Copy out each line of the material in which the word "warn" appears.
☆ ☆ ☆ ☆
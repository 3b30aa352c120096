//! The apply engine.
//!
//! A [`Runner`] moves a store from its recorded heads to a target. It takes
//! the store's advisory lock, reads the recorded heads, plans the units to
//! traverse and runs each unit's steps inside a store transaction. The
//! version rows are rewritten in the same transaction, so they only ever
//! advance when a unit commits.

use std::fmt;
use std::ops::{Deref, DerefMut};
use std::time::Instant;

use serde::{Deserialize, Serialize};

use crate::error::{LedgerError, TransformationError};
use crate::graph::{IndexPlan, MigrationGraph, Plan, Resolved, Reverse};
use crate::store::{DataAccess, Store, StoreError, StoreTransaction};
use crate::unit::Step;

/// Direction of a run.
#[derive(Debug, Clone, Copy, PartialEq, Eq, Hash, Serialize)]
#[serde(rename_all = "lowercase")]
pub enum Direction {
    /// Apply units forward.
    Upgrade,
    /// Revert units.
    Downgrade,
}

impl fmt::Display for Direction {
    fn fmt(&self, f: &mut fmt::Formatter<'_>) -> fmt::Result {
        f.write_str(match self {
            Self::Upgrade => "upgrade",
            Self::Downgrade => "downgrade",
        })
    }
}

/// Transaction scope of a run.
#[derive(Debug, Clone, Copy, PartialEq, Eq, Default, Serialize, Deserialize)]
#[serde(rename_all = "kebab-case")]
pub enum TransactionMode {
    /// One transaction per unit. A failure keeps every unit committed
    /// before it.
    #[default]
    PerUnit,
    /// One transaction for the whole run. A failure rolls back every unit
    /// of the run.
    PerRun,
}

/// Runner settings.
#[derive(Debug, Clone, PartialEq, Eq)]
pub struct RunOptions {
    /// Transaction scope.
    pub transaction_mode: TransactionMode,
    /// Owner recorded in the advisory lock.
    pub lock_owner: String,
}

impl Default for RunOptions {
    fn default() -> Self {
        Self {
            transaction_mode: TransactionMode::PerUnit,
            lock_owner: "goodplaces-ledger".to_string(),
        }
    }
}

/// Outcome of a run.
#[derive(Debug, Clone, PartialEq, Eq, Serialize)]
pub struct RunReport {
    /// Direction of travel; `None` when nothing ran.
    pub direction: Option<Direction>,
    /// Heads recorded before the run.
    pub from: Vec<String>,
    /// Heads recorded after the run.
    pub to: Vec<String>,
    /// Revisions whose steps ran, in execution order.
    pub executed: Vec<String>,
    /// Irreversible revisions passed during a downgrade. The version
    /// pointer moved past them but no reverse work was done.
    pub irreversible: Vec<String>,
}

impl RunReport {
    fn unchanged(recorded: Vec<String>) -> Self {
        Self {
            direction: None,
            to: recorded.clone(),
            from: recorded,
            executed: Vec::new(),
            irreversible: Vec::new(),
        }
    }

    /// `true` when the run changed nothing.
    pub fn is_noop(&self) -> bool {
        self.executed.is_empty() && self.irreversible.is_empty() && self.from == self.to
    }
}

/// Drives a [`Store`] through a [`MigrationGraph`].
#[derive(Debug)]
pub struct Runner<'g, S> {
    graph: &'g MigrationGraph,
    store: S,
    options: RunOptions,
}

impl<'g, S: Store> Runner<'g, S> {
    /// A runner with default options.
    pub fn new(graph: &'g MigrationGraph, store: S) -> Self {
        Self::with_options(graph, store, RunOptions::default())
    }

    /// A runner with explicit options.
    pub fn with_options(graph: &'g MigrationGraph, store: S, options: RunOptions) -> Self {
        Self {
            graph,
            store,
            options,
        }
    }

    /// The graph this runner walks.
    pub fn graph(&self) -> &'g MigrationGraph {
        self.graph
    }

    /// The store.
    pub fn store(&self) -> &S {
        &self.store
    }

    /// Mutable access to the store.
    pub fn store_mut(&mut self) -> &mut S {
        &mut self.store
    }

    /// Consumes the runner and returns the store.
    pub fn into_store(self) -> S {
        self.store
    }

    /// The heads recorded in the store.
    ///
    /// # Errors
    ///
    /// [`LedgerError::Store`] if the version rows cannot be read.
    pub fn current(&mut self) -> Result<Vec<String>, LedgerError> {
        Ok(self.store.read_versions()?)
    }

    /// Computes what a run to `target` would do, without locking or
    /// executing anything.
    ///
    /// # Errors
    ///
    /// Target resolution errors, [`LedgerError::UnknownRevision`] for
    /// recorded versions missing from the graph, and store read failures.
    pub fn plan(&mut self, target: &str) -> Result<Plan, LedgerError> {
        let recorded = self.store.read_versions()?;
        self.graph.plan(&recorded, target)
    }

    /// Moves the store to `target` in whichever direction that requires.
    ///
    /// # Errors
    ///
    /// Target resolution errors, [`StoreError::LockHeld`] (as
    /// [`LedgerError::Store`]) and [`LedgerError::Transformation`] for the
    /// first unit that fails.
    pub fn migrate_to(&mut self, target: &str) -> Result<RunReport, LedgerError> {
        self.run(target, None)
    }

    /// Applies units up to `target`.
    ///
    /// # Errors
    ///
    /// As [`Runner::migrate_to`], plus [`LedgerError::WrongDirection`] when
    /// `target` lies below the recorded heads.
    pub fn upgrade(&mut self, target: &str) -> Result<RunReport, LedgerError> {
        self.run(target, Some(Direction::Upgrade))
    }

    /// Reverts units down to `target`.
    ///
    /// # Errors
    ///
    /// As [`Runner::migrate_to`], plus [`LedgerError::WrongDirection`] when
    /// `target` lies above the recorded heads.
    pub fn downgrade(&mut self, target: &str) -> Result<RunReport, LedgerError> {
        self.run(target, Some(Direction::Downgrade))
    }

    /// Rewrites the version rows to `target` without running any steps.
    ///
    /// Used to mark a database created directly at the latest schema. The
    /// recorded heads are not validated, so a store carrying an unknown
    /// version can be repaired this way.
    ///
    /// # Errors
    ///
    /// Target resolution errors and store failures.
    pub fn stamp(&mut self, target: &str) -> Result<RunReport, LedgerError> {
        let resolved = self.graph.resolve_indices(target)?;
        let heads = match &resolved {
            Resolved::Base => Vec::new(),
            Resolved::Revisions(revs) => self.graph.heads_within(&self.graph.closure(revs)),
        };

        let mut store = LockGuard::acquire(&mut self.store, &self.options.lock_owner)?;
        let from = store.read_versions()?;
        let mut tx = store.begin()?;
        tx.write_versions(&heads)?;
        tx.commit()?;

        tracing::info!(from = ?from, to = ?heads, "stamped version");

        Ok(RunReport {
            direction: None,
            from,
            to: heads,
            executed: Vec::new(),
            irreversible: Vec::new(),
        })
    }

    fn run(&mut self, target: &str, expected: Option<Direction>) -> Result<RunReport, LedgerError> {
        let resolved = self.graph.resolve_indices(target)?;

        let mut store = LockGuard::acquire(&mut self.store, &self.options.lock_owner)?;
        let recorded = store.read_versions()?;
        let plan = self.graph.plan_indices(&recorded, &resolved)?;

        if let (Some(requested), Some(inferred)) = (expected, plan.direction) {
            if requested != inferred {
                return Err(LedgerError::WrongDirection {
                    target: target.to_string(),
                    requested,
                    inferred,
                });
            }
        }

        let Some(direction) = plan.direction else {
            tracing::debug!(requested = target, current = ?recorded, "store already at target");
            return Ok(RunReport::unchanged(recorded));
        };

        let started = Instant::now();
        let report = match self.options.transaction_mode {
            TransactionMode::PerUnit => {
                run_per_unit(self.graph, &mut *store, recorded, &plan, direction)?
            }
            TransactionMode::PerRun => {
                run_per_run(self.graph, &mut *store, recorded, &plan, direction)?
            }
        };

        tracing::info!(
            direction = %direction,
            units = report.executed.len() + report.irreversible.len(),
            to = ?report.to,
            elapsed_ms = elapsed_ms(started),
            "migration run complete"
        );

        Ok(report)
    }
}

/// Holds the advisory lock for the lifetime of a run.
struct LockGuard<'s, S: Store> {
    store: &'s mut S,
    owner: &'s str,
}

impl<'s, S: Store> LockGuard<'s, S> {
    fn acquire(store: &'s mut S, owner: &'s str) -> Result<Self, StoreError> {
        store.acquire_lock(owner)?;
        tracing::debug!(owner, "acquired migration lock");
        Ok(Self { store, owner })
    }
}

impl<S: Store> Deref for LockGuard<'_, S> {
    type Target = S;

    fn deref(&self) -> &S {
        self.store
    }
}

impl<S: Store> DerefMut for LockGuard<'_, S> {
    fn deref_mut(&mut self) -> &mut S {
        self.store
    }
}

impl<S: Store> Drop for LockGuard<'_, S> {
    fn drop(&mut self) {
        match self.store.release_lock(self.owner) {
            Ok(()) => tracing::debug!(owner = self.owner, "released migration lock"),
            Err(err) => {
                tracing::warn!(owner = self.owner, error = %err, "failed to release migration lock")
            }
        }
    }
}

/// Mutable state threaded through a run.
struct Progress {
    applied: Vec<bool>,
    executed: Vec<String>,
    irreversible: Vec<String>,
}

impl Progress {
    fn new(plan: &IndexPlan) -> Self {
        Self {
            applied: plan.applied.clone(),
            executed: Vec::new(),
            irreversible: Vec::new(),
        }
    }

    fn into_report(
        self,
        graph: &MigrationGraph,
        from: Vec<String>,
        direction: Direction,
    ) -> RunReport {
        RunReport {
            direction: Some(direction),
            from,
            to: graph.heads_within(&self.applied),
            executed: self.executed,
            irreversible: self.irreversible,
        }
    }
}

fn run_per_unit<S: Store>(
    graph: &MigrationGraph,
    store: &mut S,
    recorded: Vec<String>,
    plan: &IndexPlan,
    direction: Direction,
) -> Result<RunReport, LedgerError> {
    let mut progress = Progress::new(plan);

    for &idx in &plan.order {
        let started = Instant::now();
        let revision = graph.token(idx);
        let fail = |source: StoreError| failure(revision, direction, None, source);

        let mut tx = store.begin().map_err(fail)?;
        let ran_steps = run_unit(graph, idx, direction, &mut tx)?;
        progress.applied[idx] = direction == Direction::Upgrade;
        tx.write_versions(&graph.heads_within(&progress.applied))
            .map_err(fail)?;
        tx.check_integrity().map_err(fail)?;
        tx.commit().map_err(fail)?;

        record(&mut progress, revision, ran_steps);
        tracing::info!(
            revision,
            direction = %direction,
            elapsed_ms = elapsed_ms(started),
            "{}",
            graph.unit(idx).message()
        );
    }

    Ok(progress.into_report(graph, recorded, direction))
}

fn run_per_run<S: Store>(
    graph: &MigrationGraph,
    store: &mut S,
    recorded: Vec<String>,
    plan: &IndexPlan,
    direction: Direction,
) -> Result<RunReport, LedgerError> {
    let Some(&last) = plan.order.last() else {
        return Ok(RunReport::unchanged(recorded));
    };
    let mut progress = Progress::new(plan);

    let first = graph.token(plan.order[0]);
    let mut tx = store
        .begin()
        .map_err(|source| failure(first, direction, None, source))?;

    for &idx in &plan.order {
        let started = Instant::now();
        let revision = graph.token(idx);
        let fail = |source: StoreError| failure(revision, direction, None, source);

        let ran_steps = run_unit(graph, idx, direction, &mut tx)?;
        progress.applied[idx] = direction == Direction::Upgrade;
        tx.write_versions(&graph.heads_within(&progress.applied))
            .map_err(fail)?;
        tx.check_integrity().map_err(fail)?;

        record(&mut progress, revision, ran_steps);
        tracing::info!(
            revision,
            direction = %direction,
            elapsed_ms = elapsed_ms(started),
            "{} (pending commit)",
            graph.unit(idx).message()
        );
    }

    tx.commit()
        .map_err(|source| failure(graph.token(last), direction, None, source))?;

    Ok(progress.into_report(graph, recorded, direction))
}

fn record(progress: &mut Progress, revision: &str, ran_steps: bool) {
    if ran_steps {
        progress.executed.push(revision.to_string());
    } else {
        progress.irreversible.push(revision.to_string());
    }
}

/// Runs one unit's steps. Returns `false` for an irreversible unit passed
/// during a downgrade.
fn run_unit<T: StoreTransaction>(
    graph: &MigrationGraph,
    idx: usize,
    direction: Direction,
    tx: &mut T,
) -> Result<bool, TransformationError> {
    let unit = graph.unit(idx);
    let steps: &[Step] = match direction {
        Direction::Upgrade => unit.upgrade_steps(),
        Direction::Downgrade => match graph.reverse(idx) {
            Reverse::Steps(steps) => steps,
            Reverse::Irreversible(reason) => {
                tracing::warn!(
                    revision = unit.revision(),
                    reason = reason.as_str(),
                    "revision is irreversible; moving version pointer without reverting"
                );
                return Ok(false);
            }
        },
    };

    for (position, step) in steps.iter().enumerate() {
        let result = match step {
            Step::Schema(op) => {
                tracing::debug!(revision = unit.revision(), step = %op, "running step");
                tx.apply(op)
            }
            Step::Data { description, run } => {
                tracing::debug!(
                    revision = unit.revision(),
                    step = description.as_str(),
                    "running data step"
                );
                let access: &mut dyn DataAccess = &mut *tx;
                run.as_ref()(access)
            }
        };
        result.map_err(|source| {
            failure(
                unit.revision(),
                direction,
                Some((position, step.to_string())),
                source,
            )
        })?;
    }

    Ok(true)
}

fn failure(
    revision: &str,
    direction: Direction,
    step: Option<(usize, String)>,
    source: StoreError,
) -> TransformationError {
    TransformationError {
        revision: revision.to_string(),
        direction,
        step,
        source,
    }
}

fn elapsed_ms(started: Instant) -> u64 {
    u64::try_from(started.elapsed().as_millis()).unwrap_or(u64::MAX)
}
☆ ☆ ☆ ☆
--- Answer to this task ---
                tracing::warn!(owner = self.owner, error = %err, "failed to release migration lock")
                tracing::warn!(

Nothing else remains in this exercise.